## Exercise directions
Reproduce word for word, from the entries below, the line with "fn next_due(&self, now: Instant)", the line with "pub fn from_config(config: &PoolConfig)", and every line between them, and nothing more.
┄┄┄┄┄┄┄┄┄┄┄┄┄┄┄┄┄┄┄┄
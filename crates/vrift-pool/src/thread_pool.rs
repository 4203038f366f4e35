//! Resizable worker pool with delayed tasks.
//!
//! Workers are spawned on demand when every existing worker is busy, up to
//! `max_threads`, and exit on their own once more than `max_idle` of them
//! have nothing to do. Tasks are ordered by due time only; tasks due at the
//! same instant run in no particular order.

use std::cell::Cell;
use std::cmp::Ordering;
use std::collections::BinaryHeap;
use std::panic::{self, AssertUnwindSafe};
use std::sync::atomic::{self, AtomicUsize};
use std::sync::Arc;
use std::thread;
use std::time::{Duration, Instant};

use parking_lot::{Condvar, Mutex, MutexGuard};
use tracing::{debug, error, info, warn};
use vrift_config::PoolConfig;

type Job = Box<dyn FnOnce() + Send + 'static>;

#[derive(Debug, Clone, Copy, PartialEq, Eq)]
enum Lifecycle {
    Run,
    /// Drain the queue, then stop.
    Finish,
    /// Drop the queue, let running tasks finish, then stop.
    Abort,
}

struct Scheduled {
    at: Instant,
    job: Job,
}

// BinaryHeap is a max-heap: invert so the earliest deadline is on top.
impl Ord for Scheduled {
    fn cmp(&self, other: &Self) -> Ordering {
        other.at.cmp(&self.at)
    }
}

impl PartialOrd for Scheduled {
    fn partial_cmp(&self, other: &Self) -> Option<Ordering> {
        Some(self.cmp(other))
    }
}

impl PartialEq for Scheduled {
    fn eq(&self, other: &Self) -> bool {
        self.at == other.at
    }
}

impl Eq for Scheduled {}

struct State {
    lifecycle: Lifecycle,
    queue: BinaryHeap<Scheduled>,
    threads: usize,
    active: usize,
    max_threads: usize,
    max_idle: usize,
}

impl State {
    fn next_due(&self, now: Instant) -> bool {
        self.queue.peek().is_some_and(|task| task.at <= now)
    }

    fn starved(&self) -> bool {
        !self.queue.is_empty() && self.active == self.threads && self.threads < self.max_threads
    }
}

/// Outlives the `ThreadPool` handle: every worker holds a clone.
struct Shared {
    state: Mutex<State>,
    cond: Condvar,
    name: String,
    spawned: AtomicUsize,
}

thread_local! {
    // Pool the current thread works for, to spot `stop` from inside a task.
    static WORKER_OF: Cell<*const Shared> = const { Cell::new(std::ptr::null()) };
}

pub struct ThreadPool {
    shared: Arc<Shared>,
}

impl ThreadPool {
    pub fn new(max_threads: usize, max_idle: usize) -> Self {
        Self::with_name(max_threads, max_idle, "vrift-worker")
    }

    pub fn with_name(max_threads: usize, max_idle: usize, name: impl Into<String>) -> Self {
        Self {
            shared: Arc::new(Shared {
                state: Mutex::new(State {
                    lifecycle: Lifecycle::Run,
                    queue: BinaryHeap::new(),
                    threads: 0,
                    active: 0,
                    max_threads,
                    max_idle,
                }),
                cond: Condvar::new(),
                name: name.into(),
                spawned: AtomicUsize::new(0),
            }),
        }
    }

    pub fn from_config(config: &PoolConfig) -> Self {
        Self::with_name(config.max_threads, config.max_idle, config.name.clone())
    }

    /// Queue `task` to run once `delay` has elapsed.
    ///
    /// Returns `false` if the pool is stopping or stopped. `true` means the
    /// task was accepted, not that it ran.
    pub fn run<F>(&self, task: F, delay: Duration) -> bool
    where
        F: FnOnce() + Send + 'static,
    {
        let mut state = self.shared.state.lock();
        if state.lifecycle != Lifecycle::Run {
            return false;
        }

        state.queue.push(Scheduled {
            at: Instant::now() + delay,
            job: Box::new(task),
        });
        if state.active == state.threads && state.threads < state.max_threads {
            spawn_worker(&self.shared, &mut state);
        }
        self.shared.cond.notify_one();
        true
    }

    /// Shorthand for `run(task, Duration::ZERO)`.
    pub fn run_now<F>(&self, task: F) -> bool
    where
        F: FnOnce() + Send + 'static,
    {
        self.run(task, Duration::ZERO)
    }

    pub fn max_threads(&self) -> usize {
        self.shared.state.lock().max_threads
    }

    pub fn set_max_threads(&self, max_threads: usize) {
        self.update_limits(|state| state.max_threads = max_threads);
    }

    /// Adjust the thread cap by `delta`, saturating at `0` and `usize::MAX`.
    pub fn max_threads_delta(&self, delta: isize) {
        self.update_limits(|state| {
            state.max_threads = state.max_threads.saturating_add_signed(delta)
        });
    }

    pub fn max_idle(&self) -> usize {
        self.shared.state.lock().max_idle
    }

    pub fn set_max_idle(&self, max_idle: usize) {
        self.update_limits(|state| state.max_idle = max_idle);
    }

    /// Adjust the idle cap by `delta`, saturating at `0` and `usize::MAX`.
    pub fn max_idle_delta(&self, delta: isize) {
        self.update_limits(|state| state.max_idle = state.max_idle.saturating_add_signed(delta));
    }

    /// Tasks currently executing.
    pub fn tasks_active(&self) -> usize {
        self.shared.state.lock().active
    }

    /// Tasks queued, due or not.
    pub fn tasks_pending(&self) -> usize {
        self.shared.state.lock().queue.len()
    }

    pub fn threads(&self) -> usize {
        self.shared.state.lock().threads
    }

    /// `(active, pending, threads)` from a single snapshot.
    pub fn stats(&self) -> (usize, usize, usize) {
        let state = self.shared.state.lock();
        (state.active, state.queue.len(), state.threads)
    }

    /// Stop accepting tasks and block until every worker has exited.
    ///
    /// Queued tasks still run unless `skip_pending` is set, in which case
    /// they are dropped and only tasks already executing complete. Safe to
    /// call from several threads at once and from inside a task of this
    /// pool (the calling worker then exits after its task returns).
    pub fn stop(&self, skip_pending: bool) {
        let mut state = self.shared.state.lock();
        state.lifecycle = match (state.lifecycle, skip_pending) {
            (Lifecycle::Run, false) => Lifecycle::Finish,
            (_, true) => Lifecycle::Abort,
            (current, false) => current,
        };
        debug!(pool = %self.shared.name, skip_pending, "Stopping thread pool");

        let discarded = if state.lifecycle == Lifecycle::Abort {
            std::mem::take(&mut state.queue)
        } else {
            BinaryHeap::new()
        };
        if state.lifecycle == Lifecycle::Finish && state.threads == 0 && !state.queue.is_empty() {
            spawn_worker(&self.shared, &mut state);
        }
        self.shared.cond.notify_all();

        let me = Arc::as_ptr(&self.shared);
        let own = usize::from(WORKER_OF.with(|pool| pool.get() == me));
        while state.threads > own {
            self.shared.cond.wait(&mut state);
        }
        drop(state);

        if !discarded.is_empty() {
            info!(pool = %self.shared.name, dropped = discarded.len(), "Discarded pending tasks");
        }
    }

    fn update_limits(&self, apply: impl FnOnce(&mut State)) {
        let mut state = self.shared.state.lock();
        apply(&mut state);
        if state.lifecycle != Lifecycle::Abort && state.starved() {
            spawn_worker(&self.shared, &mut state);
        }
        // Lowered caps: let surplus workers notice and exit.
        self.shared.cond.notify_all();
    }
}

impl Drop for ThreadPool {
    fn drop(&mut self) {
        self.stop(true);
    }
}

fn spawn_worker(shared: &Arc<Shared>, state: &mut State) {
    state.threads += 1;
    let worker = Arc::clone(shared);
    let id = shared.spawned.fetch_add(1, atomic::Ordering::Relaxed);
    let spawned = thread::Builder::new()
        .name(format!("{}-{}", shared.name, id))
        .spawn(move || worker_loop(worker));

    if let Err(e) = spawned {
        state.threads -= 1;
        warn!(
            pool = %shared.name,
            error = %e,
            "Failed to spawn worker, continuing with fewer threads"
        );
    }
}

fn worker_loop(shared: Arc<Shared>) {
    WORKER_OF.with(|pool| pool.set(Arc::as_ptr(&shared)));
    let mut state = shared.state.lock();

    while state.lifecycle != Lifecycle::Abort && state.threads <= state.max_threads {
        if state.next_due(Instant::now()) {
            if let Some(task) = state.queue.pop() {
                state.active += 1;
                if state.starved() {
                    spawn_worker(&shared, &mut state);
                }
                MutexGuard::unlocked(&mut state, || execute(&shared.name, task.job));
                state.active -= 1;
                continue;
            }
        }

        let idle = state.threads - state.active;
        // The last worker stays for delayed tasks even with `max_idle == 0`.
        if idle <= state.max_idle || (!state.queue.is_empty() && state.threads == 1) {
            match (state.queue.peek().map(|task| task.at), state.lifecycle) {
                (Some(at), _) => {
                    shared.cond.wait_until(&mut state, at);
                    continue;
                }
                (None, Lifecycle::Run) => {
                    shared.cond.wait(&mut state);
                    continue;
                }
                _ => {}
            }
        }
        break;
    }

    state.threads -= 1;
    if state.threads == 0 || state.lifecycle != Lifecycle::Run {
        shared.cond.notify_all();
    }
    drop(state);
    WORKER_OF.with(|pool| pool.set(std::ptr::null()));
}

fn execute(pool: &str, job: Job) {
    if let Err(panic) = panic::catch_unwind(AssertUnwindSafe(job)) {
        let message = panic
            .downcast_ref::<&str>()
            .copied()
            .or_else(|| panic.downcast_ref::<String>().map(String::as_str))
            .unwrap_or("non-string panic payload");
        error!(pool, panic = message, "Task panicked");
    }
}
┄┄┄┄┄┄┄┄┄┄┄┄┄┄┄┄┄┄┄┄
## Solution to this exercise
    fn next_due(&self, now: Instant) -> bool {
        self.queue.peek().is_some_and(|task| task.at <= now)
    }

    fn starved(&self) -> bool {
        !self.queue.is_empty() && self.active == self.threads && self.threads < self.max_threads
    }
}

/// Outlives the `ThreadPool` handle: every worker holds a clone.
struct Shared {
    state: Mutex<State>,
    cond: Condvar,
    name: String,
    spawned: AtomicUsize,
}

thread_local! {
    // Pool the current thread works for, to spot `stop` from inside a task.
    static WORKER_OF: Cell<*const Shared> = const { Cell::new(std::ptr::null()) };
}

pub struct ThreadPool {
    shared: Arc<Shared>,
}

impl ThreadPool {
    pub fn new(max_threads: usize, max_idle: usize) -> Self {
        Self::with_name(max_threads, max_idle, "vrift-worker")
    }

    pub fn with_name(max_threads: usize, max_idle: usize, name: impl Into<String>) -> Self {
        Self {
            shared: Arc::new(Shared {
                state: Mutex::new(State {
                    lifecycle: Lifecycle::Run,
                    queue: BinaryHeap::new(),
                    threads: 0,
                    active: 0,
                    max_threads,
                    max_idle,
                }),
                cond: Condvar::new(),
                name: name.into(),
                spawned: AtomicUsize::new(0),
            }),
        }
    }

    pub fn from_config(config: &PoolConfig) -> Self {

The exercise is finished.